- **EXERCISE DESCRIPTION**
Starting with the line that contains "Ok((side, amount))" and stopping after the line that contains "use crate::accounts::Account;", copy the entries below exactly. Include nothing else.

Dataset excerpts

------------------------------------------------

//! `SeaORM` Entity for reconciliations table (append-only).

use sea_orm::entity::prelude::*;
use serde::{Deserialize, Serialize};

#[derive(Clone, Debug, PartialEq, DeriveEntityModel, Eq, Serialize, Deserialize)]
#[sea_orm(table_name = "reconciliations")]
pub struct Model {
    #[sea_orm(primary_key, auto_increment = false)]
    pub id: Uuid,
    pub account_id: Uuid,
    pub statement_date: Date,
    #[sea_orm(column_type = "Decimal(Some((19, 4)))")]
    pub external_balance: Decimal,
    #[sea_orm(column_type = "Decimal(Some((19, 4)))")]
    pub ledger_balance: Decimal,
    #[sea_orm(column_type = "Decimal(Some((19, 4)))")]
    pub discrepancy: Decimal,
    #[sea_orm(column_type = "JsonBinary")]
    pub matched: Json,
    #[sea_orm(column_type = "JsonBinary")]
    pub unmatched_external: Json,
    #[sea_orm(column_type = "JsonBinary")]
    pub unmatched_ledger: Json,
    pub created_by: Uuid,
    pub created_at: DateTimeWithTimeZone,
}

#[derive(Copy, Clone, Debug, EnumIter, DeriveRelation)]
pub enum Relation {
    #[sea_orm(
        belongs_to = "super::accounts::Entity",
        from = "Column::AccountId",
        to = "super::accounts::Column::Id"
    )]
    Accounts,
}

impl Related<super::accounts::Entity> for Entity {
    fn to() -> RelationDef {
        Relation::Accounts.def()
    }
}

impl ActiveModelBehavior for ActiveModel {}
//! Business rule validation for single journal lines.

use rust_decimal::Decimal;

use super::error::{LedgerError, LineDefect};
use super::types::{JournalLine, JournalLineInput, Side};

/// Largest amount a single line may carry: 999,999,999,999,999.9999.
///
/// Matches the `NUMERIC(19, 4)` amount columns.
pub const MAX_LINE_AMOUNT: Decimal = Decimal::from_parts(0x89E7_FFFF, 0x8AC7_2304, 0, false, 4);

/// Decimal places a line amount may carry.
pub const MAX_LINE_SCALE: u32 = 4;

/// Validates the shape of one input line and resolves its side and amount.
///
/// Exactly one of debit and credit must be positive, the other zero, and
/// neither may be negative. The amount must fit [`MAX_LINE_AMOUNT`] and
/// [`MAX_LINE_SCALE`].
///
/// # Errors
///
/// Returns `InvalidLine` describing the defect.
pub fn validate_line_shape(
    line_no: u32,
    input: &JournalLineInput,
) -> Result<(Side, Decimal), LedgerError> {
    let defect =
        |defect: LineDefect| LedgerError::InvalidLine { line_no, defect };

    if input.debit < Decimal::ZERO || input.credit < Decimal::ZERO {
        return Err(defect(LineDefect::Negative));
    }
    let (side, amount) = match (input.debit > Decimal::ZERO, input.credit > Decimal::ZERO) {
        (true, false) => (Side::Debit, input.debit),
        (false, true) => (Side::Credit, input.credit),
        (true, true) => return Err(defect(LineDefect::BothSides)),
        (false, false) => return Err(defect(LineDefect::NoAmount)),
    };
    if amount > MAX_LINE_AMOUNT {
        return Err(defect(LineDefect::TooLarge));
    }
    if amount.normalize().scale() > MAX_LINE_SCALE {
        return Err(defect(LineDefect::TooPrecise));
    }
    Ok((side, amount))
}

/// Converts input lines into numbered journal lines, checking shape only.
///
/// # Errors
///
/// Returns `InsufficientLines` for fewer than two lines, otherwise the first
/// `InvalidLine` found.
pub fn shape_lines(inputs: &[JournalLineInput]) -> Result<Vec<JournalLine>, LedgerError> {
    if inputs.len() < 2 {
        return Err(LedgerError::InsufficientLines);
    }

    inputs
        .iter()
        .zip(1u32..)
        .map(|(input, line_no)| {
            let (side, amount) = validate_line_shape(line_no, input)?;
            Ok(JournalLine {
                line_no,
                account_id: input.account_id,
                side,
                amount,
                description: input.description.clone(),
            })
        })
        .collect()
}
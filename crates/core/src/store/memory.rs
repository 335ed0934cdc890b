//! In-memory storage backend.
//!
//! Each commit runs inside one write-lock critical section and validates
//! everything before mutating, so a failed commit leaves no trace.

use async_trait::async_trait;
use chrono::{DateTime, Utc};
use std::collections::{HashMap, HashSet};
use std::sync::atomic::{AtomicBool, Ordering};
use tally_shared::types::{AccountId, JournalEntryId};
use tokio::sync::RwLock;

use super::{
    AccountStore, JournalStore, LedgerStore, LineRange, ReconciliationStore, ensure_version,
    sort_ledger_order,
};
use crate::accounts::Account;
use crate::ledger::{EntryStatus, JournalEntry, LedgerError, LedgerLine};
use crate::posting::{PostingCommit, ReversalCommit};
use crate::reconciliation::Reconciliation;

#[derive(Debug, Default)]
struct MemoryState {
    accounts: HashMap<AccountId, Account>,
    entries: HashMap<JournalEntryId, JournalEntry>,
    ledger: Vec<LedgerLine>,
    posted: HashSet<JournalEntryId>,
    reconciliations: Vec<Reconciliation>,
}

impl MemoryState {
    fn stored_entry(&self, id: JournalEntryId) -> Result<&JournalEntry, LedgerError> {
        self.entries.get(&id).ok_or(LedgerError::NotFound(id))
    }

    fn stored_draft(&self, id: JournalEntryId) -> Result<&JournalEntry, LedgerError> {
        let entry = self.stored_entry(id)?;
        if entry.status == EntryStatus::Draft {
            Ok(entry)
        } else {
            Err(LedgerError::NotDraft {
                id,
                status: entry.status,
            })
        }
    }
}

/// Storage backend holding everything in process memory.
#[derive(Debug, Default)]
pub struct InMemoryStore {
    state: RwLock<MemoryState>,
    fail_next_commit: AtomicBool,
}

impl InMemoryStore {
    /// Creates an empty store.
    #[must_use]
    pub fn new() -> Self {
        Self::default()
    }

    /// Makes the next posting or reversal commit fail with a storage error.
    pub fn inject_commit_failure(&self) {
        self.fail_next_commit.store(true, Ordering::SeqCst);
    }

    /// Total number of ledger lines stored.
    pub async fn ledger_len(&self) -> usize {
        self.state.read().await.ledger.len()
    }

    fn take_injected_failure(&self) -> Result<(), LedgerError> {
        if self.fail_next_commit.swap(false, Ordering::SeqCst) {
            return Err(LedgerError::Storage("injected commit failure".to_string()));
        }
        Ok(())
    }
}

#[async_trait]
impl AccountStore for InMemoryStore {
    async fn insert_account(&self, account: &Account) -> Result<(), LedgerError> {
        let mut state = self.state.write().await;
        if state.accounts.values().any(|a| a.code == account.code) {
            return Err(LedgerError::DuplicateCode(account.code.clone()));
        }
        state.accounts.insert(account.id, account.clone());
        Ok(())
    }

    async fn get_account(&self, id: AccountId) -> Result<Option<Account>, LedgerError> {
        Ok(self.state.read().await.accounts.get(&id).cloned())
    }

    async fn list_accounts(&self) -> Result<Vec<Account>, LedgerError> {
        let mut accounts: Vec<Account> =
            self.state.read().await.accounts.values().cloned().collect();
        accounts.sort_by(|a, b| a.code.cmp(&b.code));
        Ok(accounts)
    }

    async fn set_account_active(
        &self,
        id: AccountId,
        is_active: bool,
        at: DateTime<Utc>,
    ) -> Result<Account, LedgerError> {
        let mut state = self.state.write().await;
        let account = state
            .accounts
            .get_mut(&id)
            .ok_or(LedgerError::AccountNotFound(id))?;
        account.is_active = is_active;
        account.updated_at = at;
        Ok(account.clone())
    }
}

#[async_trait]
impl JournalStore for InMemoryStore {
    async fn insert_entry(&self, entry: &JournalEntry) -> Result<(), LedgerError> {
        self.state
            .write()
            .await
            .entries
            .insert(entry.id, entry.clone());
        Ok(())
    }

    async fn get_entry(&self, id: JournalEntryId) -> Result<Option<JournalEntry>, LedgerError> {
        Ok(self.state.read().await.entries.get(&id).cloned())
    }

    async fn update_draft(
        &self,
        entry: &JournalEntry,
        expected_updated_at: DateTime<Utc>,
    ) -> Result<(), LedgerError> {
        let mut state = self.state.write().await;
        ensure_version(state.stored_draft(entry.id)?, expected_updated_at)?;
        state.entries.insert(entry.id, entry.clone());
        Ok(())
    }

    async fn delete_draft(
        &self,
        id: JournalEntryId,
        expected_updated_at: DateTime<Utc>,
    ) -> Result<(), LedgerError> {
        let mut state = self.state.write().await;
        ensure_version(state.stored_draft(id)?, expected_updated_at)?;
        state.entries.remove(&id);
        Ok(())
    }

    async fn count_drafts_for_account(&self, account_id: AccountId) -> Result<u64, LedgerError> {
        let state = self.state.read().await;
        let drafts = state
            .entries
            .values()
            .filter(|e| e.status == EntryStatus::Draft)
            .filter(|e| e.lines.iter().any(|l| l.account_id == account_id))
            .count();
        Ok(drafts as u64)
    }
}

#[async_trait]
impl LedgerStore for InMemoryStore {
    async fn commit_posting(&self, commit: &PostingCommit) -> Result<(), LedgerError> {
        let mut state = self.state.write().await;
        let id = commit.entry.id;

        if state.posted.contains(&id) {
            return Err(LedgerError::EntryAlreadyPosted(id));
        }
        let stored = state.stored_entry(id)?;
        if stored.status != EntryStatus::Draft {
            return Err(LedgerError::AlreadyPosted(id));
        }
        ensure_version(stored, commit.draft_updated_at)?;
        self.take_injected_failure()?;

        state.ledger.extend(commit.lines.iter().cloned());
        state.posted.insert(id);
        state.entries.insert(id, commit.entry.clone());
        Ok(())
    }

    async fn commit_reversal(&self, commit: &ReversalCommit) -> Result<(), LedgerError> {
        let mut state = self.state.write().await;
        let original_id = commit.original.id;
        let reversal_id = commit.reversal.id;

        match state.stored_entry(original_id)?.status {
            EntryStatus::Posted => {}
            EntryStatus::Draft => return Err(LedgerError::NotPosted(original_id)),
            EntryStatus::Reversed => return Err(LedgerError::AlreadyReversed(original_id)),
        }
        if state.posted.contains(&reversal_id) {
            return Err(LedgerError::EntryAlreadyPosted(reversal_id));
        }
        self.take_injected_failure()?;

        state.ledger.extend(commit.lines.iter().cloned());
        state.posted.insert(reversal_id);
        state.entries.insert(reversal_id, commit.reversal.clone());
        state.entries.insert(original_id, commit.original.clone());
        Ok(())
    }

    async fn lines_for_account(
        &self,
        account_id: AccountId,
        range: LineRange,
    ) -> Result<Vec<LedgerLine>, LedgerError> {
        let state = self.state.read().await;
        let mut lines: Vec<LedgerLine> = state
            .ledger
            .iter()
            .filter(|l| l.account_id == account_id && range.contains(l.entry_date))
            .cloned()
            .collect();
        sort_ledger_order(&mut lines);
        Ok(lines)
    }

    async fn lines_for_entry(&self, entry_id: JournalEntryId) -> Result<Vec<LedgerLine>, LedgerError> {
        let state = self.state.read().await;
        let mut lines: Vec<LedgerLine> = state
            .ledger
            .iter()
            .filter(|l| l.entry_id == entry_id)
            .cloned()
            .collect();
        lines.sort_by_key(|l| l.line_no);
        Ok(lines)
    }

    async fn lines_in_range(&self, range: LineRange) -> Result<Vec<LedgerLine>, LedgerError> {
        let state = self.state.read().await;
        let mut lines: Vec<LedgerLine> = state
            .ledger
            .iter()
            .filter(|l| range.contains(l.entry_date))
            .cloned()
            .collect();
        sort_ledger_order(&mut lines);
        Ok(lines)
    }
}

#[async_trait]
impl ReconciliationStore for InMemoryStore {
    async fn insert_reconciliation(&self, reconciliation: &Reconciliation) -> Result<(), LedgerError> {
        self.state
            .write()
            .await
            .reconciliations
            .push(reconciliation.clone());
        Ok(())
    }

    async fn reconciliations_for_account(
        &self,
        account_id: AccountId,
    ) -> Result<Vec<Reconciliation>, LedgerError> {
        let state = self.state.read().await;
        Ok(state
            .reconciliations
            .iter()
            .filter(|r| r.account_id == account_id)
            .cloned()
            .collect())
    }
}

------------------------------------------------

- **OUTPUT FOR THIS TASK**
    Ok((side, amount))
}

/// Converts input lines into numbered journal lines, checking shape only.
///
/// # Errors
///
/// Returns `InsufficientLines` for fewer than two lines, otherwise the first
/// `InvalidLine` found.
pub fn shape_lines(inputs: &[JournalLineInput]) -> Result<Vec<JournalLine>, LedgerError> {
    if inputs.len() < 2 {
        return Err(LedgerError::InsufficientLines);
    }

    inputs
        .iter()
        .zip(1u32..)
        .map(|(input, line_no)| {
            let (side, amount) = validate_line_shape(line_no, input)?;
            Ok(JournalLine {
                line_no,
                account_id: input.account_id,
                side,
                amount,
                description: input.description.clone(),
            })
        })
        .collect()
}
filename crates/core/src/store/memory.rs
repository 335ed0934cdc890b
//! In-memory storage backend.
//!
//! Each commit runs inside one write-lock critical section and validates
//! everything before mutating, so a failed commit leaves no trace.

use async_trait::async_trait;
use chrono::{DateTime, Utc};
use std::collections::{HashMap, HashSet};
use std::sync::atomic::{AtomicBool, Ordering};
use tally_shared::types::{AccountId, JournalEntryId};
use tokio::sync::RwLock;

use super::{
    AccountStore, JournalStore, LedgerStore, LineRange, ReconciliationStore, ensure_version,
    sort_ledger_order,
};
use crate::accounts::Account;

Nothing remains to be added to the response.